Fixed Guideway Infrastructure Investment Program
The Fixed Guideway Infrastructure Investment program consists of $750 million to modernize, maintain, or improve existing fixed guideway systems. The same deadlines apply—50 percent by September 1, 2009 and the remainder by March 5, 2010. Fixed Guideway systems must be 7 years old or older and must have threshold of at least one mile. Allocations will be made under tiers 1,2,3, and partially tier 4, with the exception of Morgantown, WV, which was specified in the statute.

Tribal Transit Program
Mary Martha Churchman, also of the FTA, reviewed grants disbursed under the Tribal Transit Program, which comprises $17 million (2.5 percent of the total for non-urbanized areas).

Capital Investment Grants
Capital Investment Grants (New Starts and Small Starts) were discussed by Sherry Riklin. Priority will be given to projects in construction and those eligible to obligate funds within 150 days of Feb. 17, 2009. One benefit of ARRA funding is that it creates $750 million to $1.5 billion in commitment authority, depending on the allocation approach.

This process will begin with a project management office review of existing and soon-to-be-executed contracts. Cash flow needs will be based on contract payables, and FTA will look at different allocation scenarios based on need, equity, and completion of existing agreements. FTA hopes to announce allocations in the Federal Register this month.

Churchman reviewed reporting and certifications under ARRA. She noted a high degree of oversight and public interest from Congress and online. The president himself has noted that ARRA funds will be subject to “unprecedented transparency,” she said, and so systems should expect new reporting requirements. These will likely include the name of every contractor to whom grant funds are used to compensate, as well as the amount and purpose of each contract.

Greenhouse Gas Grant Program Explained

How can an agency increase its chances of successfully obtaining funding from two new programs created by the American Recovery and Reinvestment Act (ARRA)?  Become thoroughly familiar with several parameters of those programs, advised a Federal Transit Administration representative at a March 11 workshop that followed the 2009 APTA Legislative Conference. This portion of the packed workshop generated a significant number of questions.

According to Bruce Robinson, FTA deputy director of research, demonstration, and innovation, the new Transit Investments for Greenhouse Gas and Energy Reduction (TIGGER) program will allow transit systems to apply for capital funding based on projected savings of either greenhouse gases or projected energy reduction, but not both.

Under TIGGER, transit agencies rather than state DOTs or Metropolitan Planning Organizations would be the ultimate fund recipients. FTA plans to set the range of funds from $2 million to $25 million.

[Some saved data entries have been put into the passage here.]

//! Error taxonomy for the screening core.
//!
//! Every failure path ends in one of three discriminated kinds: capture errors
//! (fatal to the current recording session), submission errors (surfaced
//! verbatim from the backend round trip), and policy errors (client-side
//! guards raised before any network call).

use serde::{Deserialize, Serialize};
use thiserror::Error;

/// Capture lifecycle errors
#[derive(Debug, Clone, PartialEq, Eq, Error, Serialize, Deserialize)]
pub enum CaptureError {
    #[error("Microphone permission denied")]
    PermissionDenied,
    #[error("Audio device unavailable: {0}")]
    DeviceUnavailable(String),
    #[error("Recording failed: {0}")]
    RecordingFailed(String),
    #[error("Encoding failed: {0}")]
    EncodingFailed(String),
    #[error("Invalid state transition: {0}")]
    InvalidTransition(String),
}

/// Sample upload and analysis errors
#[derive(Debug, Clone, PartialEq, Eq, Error, Serialize, Deserialize)]
pub enum SubmissionError {
    #[error("Upload failed: {0}")]
    UploadFailed(String),
    #[error("Analysis timed out")]
    AnalysisTimeout,
    #[error("Analysis failed: {0}")]
    AnalysisFailed(String),
    #[error("Not authorized")]
    Unauthorized,
    #[error("Validation failed: {0}")]
    ValidationFailed(String),
}

/// Client-side guards checked before any round trip
#[derive(Debug, Clone, PartialEq, Error, Serialize, Deserialize)]
pub enum PolicyError {
    #[error("Recording too short: {actual_secs:.1}s (minimum {minimum_secs:.1}s)")]
    DurationTooShort { actual_secs: f64, minimum_secs: f64 },
    #[error("Recording too long: {actual_secs:.1}s (maximum {maximum_secs:.1}s)")]
    DurationTooLong { actual_secs: f64, maximum_secs: f64 },
    #[error("Daily sample limit reached")]
    DailyLimitReached,
}

/// Umbrella error for operations that cross component boundaries
#[derive(Debug, Clone, PartialEq, Error)]
pub enum ScreeningError {
    #[error(transparent)]
    Capture(#[from] CaptureError),
    #[error(transparent)]
    Submission(#[from] SubmissionError),
    #[error(transparent)]
    Policy(#[from] PolicyError),
}

impl SubmissionError {
    /// Whether the host app should re-authenticate rather than retry
    pub fn requires_reauth(&self) -> bool {
        matches!(self, SubmissionError::Unauthorized)
    }
}

#[cfg(test)]
mod tests {
    use super::*;

    #[test]
    fn test_error_display() {
        let e = CaptureError::DeviceUnavailable("no mic".to_string());
        assert!(e.to_string().contains("no mic"));

        let e = SubmissionError::UploadFailed("connection reset".to_string());
        assert!(e.to_string().contains("connection reset"));

        let e = PolicyError::DurationTooShort {
            actual_secs: 12.0,
            minimum_secs: 30.0,
        };
        assert!(e.to_string().contains("12.0"));
        assert!(e.to_string().contains("30.0"));
    }

    #[test]
    fn test_screening_error_preserves_kind() {
        let err: ScreeningError = PolicyError::DailyLimitReached.into();
        assert!(matches!(err, ScreeningError::Policy(PolicyError::DailyLimitReached)));

        let err: ScreeningError = SubmissionError::Unauthorized.into();
        assert_eq!(err.to_string(), "Not authorized");
    }

    #[test]
    fn test_requires_reauth() {
        assert!(SubmissionError::Unauthorized.requires_reauth());
        assert!(!SubmissionError::AnalysisTimeout.requires_reauth());
    }
}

Agencies could pool their projects to qualify for the $2 million threshold, though each applicant would still have to explain how its individual project meets program criteria.

In calculating their energy or greenhouse gas savings, systems must include data not listed in Table 17 of the National Transit Database (NTD), which collects only the energy usage of directly operated revenue vehicles. Applicants also will need to include the purchase of energy such as fuels (liquid or gas) and electricity. However, energy generated by the agency itself would be exempt.

For example, Robinson said, for a diesel-powered generator, the applying system would report the diesel fuel as consumed energy but not the electricity produced by that generator. The same is true for solar panels, wind turbines, and any other energy source that consumes no energy.

One important aspect is that the program will tally only energy purchased directly by the transit system and will exclude the energy used by contract service providers—or from power plants or manufacturers servicing the transit system.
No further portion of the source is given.